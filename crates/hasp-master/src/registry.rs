//! The set of lockers this master is allowed to command.
//!
//! Built once at startup from the configured slave address list and
//! never mutated while the loop runs. A token naming an address outside
//! the registry is dropped with a diagnostic; the master only ever
//! transmits to lockers it was told about.

use crate::proxy::SlaveProxy;
use hasp_core::types::LockerAddress;
use std::collections::HashMap;

/// Address-keyed set of slave proxies.
#[derive(Debug, Default)]
pub struct Registry {
    proxies: HashMap<LockerAddress, SlaveProxy>,
}

impl Registry {
    /// Create an empty registry.
    #[must_use]
    pub fn new() -> Self {
        Self::default()
    }

    /// Build a registry from a list of slave addresses.
    ///
    /// Duplicate addresses collapse to one proxy.
    pub fn from_addresses(addresses: impl IntoIterator<Item = LockerAddress>) -> Self {
        let mut registry = Self::new();
        for address in addresses {
            registry.register(address);
        }
        registry
    }

    /// Add a slave to the registry.
    pub fn register(&mut self, address: LockerAddress) {
        self.proxies
            .insert(address.clone(), SlaveProxy::new(address));
    }

    /// The proxy for an address, if the address is registered.
    #[must_use]
    pub fn lookup(&self, address: &LockerAddress) -> Option<&SlaveProxy> {
        self.proxies.get(address)
    }

    /// Whether an address is registered.
    #[must_use]
    pub fn contains(&self, address: &LockerAddress) -> bool {
        self.proxies.contains_key(address)
    }

    /// All registered addresses, in no particular order.
    pub fn addresses(&self) -> impl Iterator<Item = &LockerAddress> {
        self.proxies.keys()
    }

    /// Number of registered lockers.
    #[must_use]
    pub fn len(&self) -> usize {
        self.proxies.len()
    }

    /// Whether the registry is empty.
    #[must_use]
    pub fn is_empty(&self) -> bool {
        self.proxies.is_empty()
    }
}

#[cfg(test)]
mod tests {
    use super::*;

    fn address(s: &str) -> LockerAddress {
        LockerAddress::new(s).unwrap()
    }

    #[test]
    fn test_lookup_registered_address() {
        let registry = Registry::from_addresses([address("A1"), address("B2")]);

        assert_eq!(registry.len(), 2);
        assert_eq!(
            registry.lookup(&address("A1")).map(SlaveProxy::address),
            Some(&address("A1"))
        );
    }

    #[test]
    fn test_lookup_unknown_address_is_none() {
        let registry = Registry::from_addresses([address("A1")]);

        assert!(registry.lookup(&address("Z9")).is_none());
        assert!(!registry.contains(&address("Z9")));
    }

    #[test]
    fn test_duplicate_addresses_collapse() {
        let registry = Registry::from_addresses([address("A1"), address("A1")]);
        assert_eq!(registry.len(), 1);
    }

    #[test]
    fn test_empty_registry() {
        let registry = Registry::new();
        assert!(registry.is_empty());
        assert_eq!(registry.addresses().count(), 0);
    }
}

* [Goal of the exercise]
When transcribing the data, keep every line exactly as it is.

* [Answer to this task]
filename crates/hasp-master/src/registry.rs
//! The set of lockers this master is allowed to command.
//!
//! Built once at startup from the configured slave address list and
//! never mutated while the loop runs. A token naming an address outside
//! the registry is dropped with a diagnostic; the master only ever
//! transmits to lockers it was told about.

use crate::proxy::SlaveProxy;
use hasp_core::types::LockerAddress;
use std::collections::HashMap;

/// Address-keyed set of slave proxies.
#[derive(Debug, Default)]
pub struct Registry {
    proxies: HashMap<LockerAddress, SlaveProxy>,
}

impl Registry {
    /// Create an empty registry.
    #[must_use]
    pub fn new() -> Self {
        Self::default()
    }

    /// Build a registry from a list of slave addresses.
    ///
    /// Duplicate addresses collapse to one proxy.
    pub fn from_addresses(addresses: impl IntoIterator<Item = LockerAddress>) -> Self {
        let mut registry = Self::new();
        for address in addresses {
            registry.register(address);
        }
        registry
    }

    /// Add a slave to the registry.
    pub fn register(&mut self, address: LockerAddress) {
        self.proxies
            .insert(address.clone(), SlaveProxy::new(address));
    }

    /// The proxy for an address, if the address is registered.
    #[must_use]
    pub fn lookup(&self, address: &LockerAddress) -> Option<&SlaveProxy> {
        self.proxies.get(address)
    }

    /// Whether an address is registered.
    #[must_use]
    pub fn contains(&self, address: &LockerAddress) -> bool {
        self.proxies.contains_key(address)
    }

    /// All registered addresses, in no particular order.
    pub fn addresses(&self) -> impl Iterator<Item = &LockerAddress> {
        self.proxies.keys()
    }

    /// Number of registered lockers.
    #[must_use]
    pub fn len(&self) -> usize {
        self.proxies.len()
    }

    /// Whether the registry is empty.
    #[must_use]
    pub fn is_empty(&self) -> bool {
        self.proxies.is_empty()
    }
}

#[cfg(test)]
mod tests {
    use super::*;

    fn address(s: &str) -> LockerAddress {
        LockerAddress::new(s).unwrap()
    }

    #[test]
    fn test_lookup_registered_address() {
        let registry = Registry::from_addresses([address("A1"), address("B2")]);

        assert_eq!(registry.len(), 2);
        assert_eq!(
            registry.lookup(&address("A1")).map(SlaveProxy::address),
            Some(&address("A1"))
        );
    }

    #[test]
    fn test_lookup_unknown_address_is_none() {
        let registry = Registry::from_addresses([address("A1")]);

        assert!(registry.lookup(&address("Z9")).is_none());
        assert!(!registry.contains(&address("Z9")));
    }

    #[test]
    fn test_duplicate_addresses_collapse() {
        let registry = Registry::from_addresses([address("A1"), address("A1")]);
        assert_eq!(registry.len(), 1);
    }

    #[test]
    fn test_empty_registry() {
        let registry = Registry::new();
        assert!(registry.is_empty());
        assert_eq!(registry.addresses().count(), 0);
    }
}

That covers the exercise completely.